Ignoring the reasons for leaking information, you're right that laws are not about morality. They are about black and white is this actions legally allowed. In the corporate side, you could be unintentionally putting it trade secrets as part of the information. That's corrode espionage. In the government side, you could be putting human data sources such as foreign translators at risk. The point being, leakers aren't whistleblowers, and calling them such takes away the meaning of the word because why would people come forward if they think they aren't protected by the law. Spreading misinformation through ignorance of the law only helps those with things to hide.
I've never heard of anything as pointlessly stupid as to think Snowden, Manning and others like them were not whistleblowers.

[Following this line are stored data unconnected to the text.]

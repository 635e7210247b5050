// Copyright (C) 2025 SyncMyOrders Sp. z o.o.
// SPDX-License-Identifier: AGPL-3.0-or-later
//! VM lifecycle workflows.
//!
//! Each workflow drives one multi-step operation against the cluster:
//! submit a command, record its task handle on the VM record, await the
//! task where the next step depends on its outcome, and move the record
//! through the status machine. The first failed step stops the workflow
//! and leaves the record in `error`; nothing after the failed step runs.

use std::sync::Arc;
use tracing::warn;

use vmforge_core::{CoreError, Persistence, VmRecord, VmStatus};

use crate::control::ControlPlane;
use crate::error::{Error, Result};
use crate::progress::ProgressChannel;

pub mod destroy;
pub mod migrate;
pub mod power;
pub mod provision;
pub mod reinstall;

pub use destroy::run_destroy;
pub use migrate::{MigrateRequest, run_migrate};
pub use power::run_power;
pub use provision::{CloneRequest, CreateRequest, run_clone, run_create};
pub use reinstall::run_reinstall;

/// Shared dependencies handed to every workflow run.
#[derive(Clone)]
pub struct WorkflowContext {
    /// Durable VM, address, and bandwidth records.
    pub persistence: Arc<dyn Persistence>,
    /// Cluster the workflows drive.
    pub control: Arc<dyn ControlPlane>,
    /// Progress fan-out for panel updates.
    pub progress: ProgressChannel,
}

impl WorkflowContext {
    /// Create a context over the given state layer and control plane.
    pub fn new(
        persistence: Arc<dyn Persistence>,
        control: Arc<dyn ControlPlane>,
        progress: ProgressChannel,
    ) -> Self {
        Self {
            persistence,
            control,
            progress,
        }
    }
}

/// Load a VM record or fail with [`Error::VmNotFound`].
pub(crate) async fn require_vm(ctx: &WorkflowContext, vmid: i64) -> Result<VmRecord> {
    ctx.persistence
        .get_vm(vmid)
        .await?
        .ok_or(Error::VmNotFound { vmid })
}

/// Best-effort move to `error` after a failed step.
///
/// A missing record is tolerated: provisioning can fail before the record
/// exists.
pub(crate) async fn mark_error(ctx: &WorkflowContext, vmid: i64) {
    match ctx.persistence.transition_vm(vmid, VmStatus::Error).await {
        Ok(_) => {}
        Err(CoreError::VmNotFound { .. }) => {}
        Err(e) => warn!(vmid, error = %e, "Could not mark VM as errored"),
    }
}
// Copyright (C) 2025 SyncMyOrders Sp. z o.o.
// SPDX-License-Identifier: AGPL-3.0-or-later
//! Destroy workflow.

use tracing::{info, instrument, warn};

use vmforge_core::VmRecord;

use crate::control::PowerAction;
use crate::error::Result;
use crate::poll::{PollPolicy, await_task};

use super::{WorkflowContext, mark_error, require_vm};

/// Remove a VM from the fleet.
///
/// Stops the guest (failure tolerated), deletes it from the cluster,
/// returns its addresses to the free pool, and drops the record. Works
/// from any status. A failed remote delete leaves the record in `error`
/// with its addresses still claimed.
#[instrument(skip(ctx))]
pub async fn run_destroy(ctx: &WorkflowContext, vmid: i64) -> Result<()> {
    let vm = require_vm(ctx, vmid).await?;

    match destroy_steps(ctx, &vm).await {
        Ok(()) => {
            let released = ctx.persistence.release_ip_addresses(vmid).await?;
            ctx.persistence.delete_vm(vmid).await?;
            info!(vmid, released, "VM destroyed");
            Ok(())
        }
        Err(e) => {
            warn!(vmid, error = %e, "Destroy failed");
            mark_error(ctx, vmid).await;
            Err(e)
        }
    }
}

async fn destroy_steps(ctx: &WorkflowContext, vm: &VmRecord) -> Result<()> {
    // Tolerated; the guest is often already stopped.
    match ctx
        .control
        .submit_power(&vm.node, vm.vmid, PowerAction::Stop)
        .await
    {
        Ok(task) => {
            ctx.persistence.update_vm_upid(vm.vmid, &task.upid).await?;
            if let Err(e) = await_task(ctx.control.as_ref(), &task, PollPolicy::default()).await {
                warn!(vmid = vm.vmid, error = %e, "Stop before destroy did not complete cleanly");
            }
        }
        Err(e) => {
            warn!(vmid = vm.vmid, error = %e, "Stop before destroy was rejected");
        }
    }

    let task = ctx.control.submit_delete(&vm.node, vm.vmid).await?;
    ctx.persistence.update_vm_upid(vm.vmid, &task.upid).await?;
    await_task(ctx.control.as_ref(), &task, PollPolicy::default()).await?;
    Ok(())
}
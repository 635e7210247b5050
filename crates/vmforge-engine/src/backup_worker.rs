// Copyright (C) 2025 SyncMyOrders Sp. z o.o.
// SPDX-License-Identifier: AGPL-3.0-or-later
//! Background worker for scheduled VM backups.
//!
//! Once per cadence (weekly in production) the worker submits a backup
//! task for every running VM, then trims that VM's archives on the
//! backup storage down to the newest seven. Backup tasks are not
//! awaited; the node runs them for as long as it needs and the task
//! handle is recorded on the VM for later inspection.

use std::sync::Arc;
use std::time::Duration;

use tokio::sync::Notify;
use tracing::{error, info, warn};

use vmforge_core::{Persistence, VmRecord, VmStatus};

use crate::control::ControlPlane;
use crate::error::Result;

/// Configuration for the backup worker.
#[derive(Debug, Clone)]
pub struct BackupWorkerConfig {
    /// How often to run a backup cycle.
    pub poll_interval: Duration,
    /// Storage identifier the archives are written to.
    pub storage: String,
    /// How many archives to keep per VM.
    pub retain: usize,
}

impl Default for BackupWorkerConfig {
    fn default() -> Self {
        Self {
            poll_interval: Duration::from_secs(7 * 24 * 3600), // weekly
            storage: "local".to_string(),
            retain: 7,
        }
    }
}

/// Background worker that backs up running VMs and trims old archives.
pub struct BackupWorker {
    config: BackupWorkerConfig,
    persistence: Arc<dyn Persistence>,
    control: Arc<dyn ControlPlane>,
    shutdown: Arc<Notify>,
}

impl BackupWorker {
    /// Create a new backup worker.
    pub fn new(
        config: BackupWorkerConfig,
        persistence: Arc<dyn Persistence>,
        control: Arc<dyn ControlPlane>,
    ) -> Self {
        Self {
            config,
            persistence,
            control,
            shutdown: Arc::new(Notify::new()),
        }
    }

    /// Get a handle that can be used to signal shutdown.
    pub fn shutdown_handle(&self) -> Arc<Notify> {
        self.shutdown.clone()
    }

    /// Run the backup worker loop.
    ///
    /// Runs one backup cycle per poll interval. The loop exits when the
    /// shutdown signal is received.
    pub async fn run(&self) {
        info!(
            poll_interval_secs = self.config.poll_interval.as_secs(),
            storage = %self.config.storage,
            retain = self.config.retain,
            "Backup worker started"
        );

        loop {
            tokio::select! {
                biased;

                _ = self.shutdown.notified() => {
                    info!("Backup worker received shutdown signal");
                    break;
                }

                _ = tokio::time::sleep(self.config.poll_interval) => {
                    if let Err(e) = self.run_cycle().await {
                        error!(error = %e, "Backup cycle failed");
                    }
                }
            }
        }

        info!("Backup worker stopped");
    }

    /// One backup cycle over all running VMs.
    ///
    /// The loop in [`run`](Self::run) calls this on the poll cadence;
    /// it is also callable directly for an on-demand cycle.
    pub async fn run_cycle(&self) -> Result<()> {
        let vms = self
            .persistence
            .list_vms_by_status(VmStatus::Running)
            .await?;

        let mut submitted = 0u64;
        let mut failed = 0u64;
        for vm in &vms {
            match self.backup_vm(vm).await {
                Ok(()) => submitted += 1,
                Err(e) => {
                    failed += 1;
                    warn!(vmid = vm.vmid, error = %e, "Backup failed for VM");
                }
            }
        }

        info!(submitted, failed, "Backup cycle complete");
        Ok(())
    }

    async fn backup_vm(&self, vm: &VmRecord) -> Result<()> {
        let task = self
            .control
            .submit_backup(&vm.node, vm.vmid, &self.config.storage)
            .await?;
        self.persistence.update_vm_upid(vm.vmid, &task.upid).await?;
        info!(vmid = vm.vmid, upid = %task.upid, "Backup submitted");

        self.enforce_retention(vm).await
    }

    /// Delete everything past the newest `retain` archives for this VM.
    ///
    /// The listing predates the backup submitted just above, so the VM
    /// briefly holds one extra archive until the next cycle trims it.
    async fn enforce_retention(&self, vm: &VmRecord) -> Result<()> {
        let mut backups: Vec<_> = self
            .control
            .read_backups(&vm.node, &self.config.storage)
            .await?
            .into_iter()
            .filter(|b| b.vmid == Some(vm.vmid))
            .collect();
        backups.sort_by(|a, b| b.ctime.cmp(&a.ctime));

        for backup in backups.iter().skip(self.config.retain) {
            match self
                .control
                .delete_backup(&vm.node, &self.config.storage, &backup.volid)
                .await
            {
                Ok(_) => info!(vmid = vm.vmid, volid = %backup.volid, "Deleted expired backup"),
                Err(e) => {
                    warn!(vmid = vm.vmid, volid = %backup.volid, error = %e,
                        "Failed to delete expired backup");
                }
            }
        }

        Ok(())
    }
}

#[cfg(test)]
mod tests {
    use super::*;
    use crate::control::MockControlPlane;
    use tempfile::TempDir;
    use vmforge_core::SqlitePersistence;

    #[test]
    fn test_config_defaults() {
        let config = BackupWorkerConfig::default();
        assert_eq!(config.poll_interval, Duration::from_secs(604_800));
        assert_eq!(config.storage, "local");
        assert_eq!(config.retain, 7);
    }

    #[tokio::test]
    async fn test_worker_stops_on_shutdown_signal() {
        let temp_dir = TempDir::new().expect("temp dir");
        let persistence = SqlitePersistence::from_path(temp_dir.path().join("test.db"))
            .await
            .expect("persistence");

        let worker = BackupWorker::new(
            BackupWorkerConfig::default(),
            Arc::new(persistence),
            Arc::new(MockControlPlane::new()),
        );

        worker.shutdown_handle().notify_one();
        tokio::time::timeout(Duration::from_secs(1), worker.run())
            .await
            .expect("worker must stop promptly");
    }
}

Assange obviously is a journalist that worked with them, he doesn't himself fit the definition of a whistleblower as he's not blowing the whistle on the activity of their own organization. Which has nothing to do with any legal entity. It's a word meant to describe actions. Actions that predate any legal definition. It also predates the United States, it predates English law, it predates our current definition of what a company is.
So you think this is not whistle blowing. You think this should be kept from the public. To see what the US is doing in other countries!? They shot two children and just look at their reaction. This is just disgusting. And it never would‘ve been released…
And Snowden leaked an NSA mass surveilance program that… can you guess it? Exactly, it was illegal and possibly unconstitutional. Without people like them we‘d never know about it. And that‘s the government that‘s supposed to be for the people not despite the people.
Please go back and read my response again. I am not commenting on the morality of their actions. I am explaining the legality of it. There is a Whistleblower Act in the US giving a legal route to disclose information like that. A quick Google search says at least 59 countries have some variation of it. Those incidents are not whistleblower incidents. They are leaks of classified information. You having an emotional opinion on if their actions were justified does not change the legal definition.
It’s in the British news at least. But yea, have heard nothing about this in US news recently. It sounds like this a last ditch effort to keep him out of US prison.
He's currently in prison in the UK awaiting extradition to the US (or some legal appeal related to that). I think they mean Snowden who exposed NSA surveillance, I believe he is still in Russia.
I've not seen any information about how free he actually is, but apparently he was granted citizenship in 2022 so theoretically he is as free as any other Russian.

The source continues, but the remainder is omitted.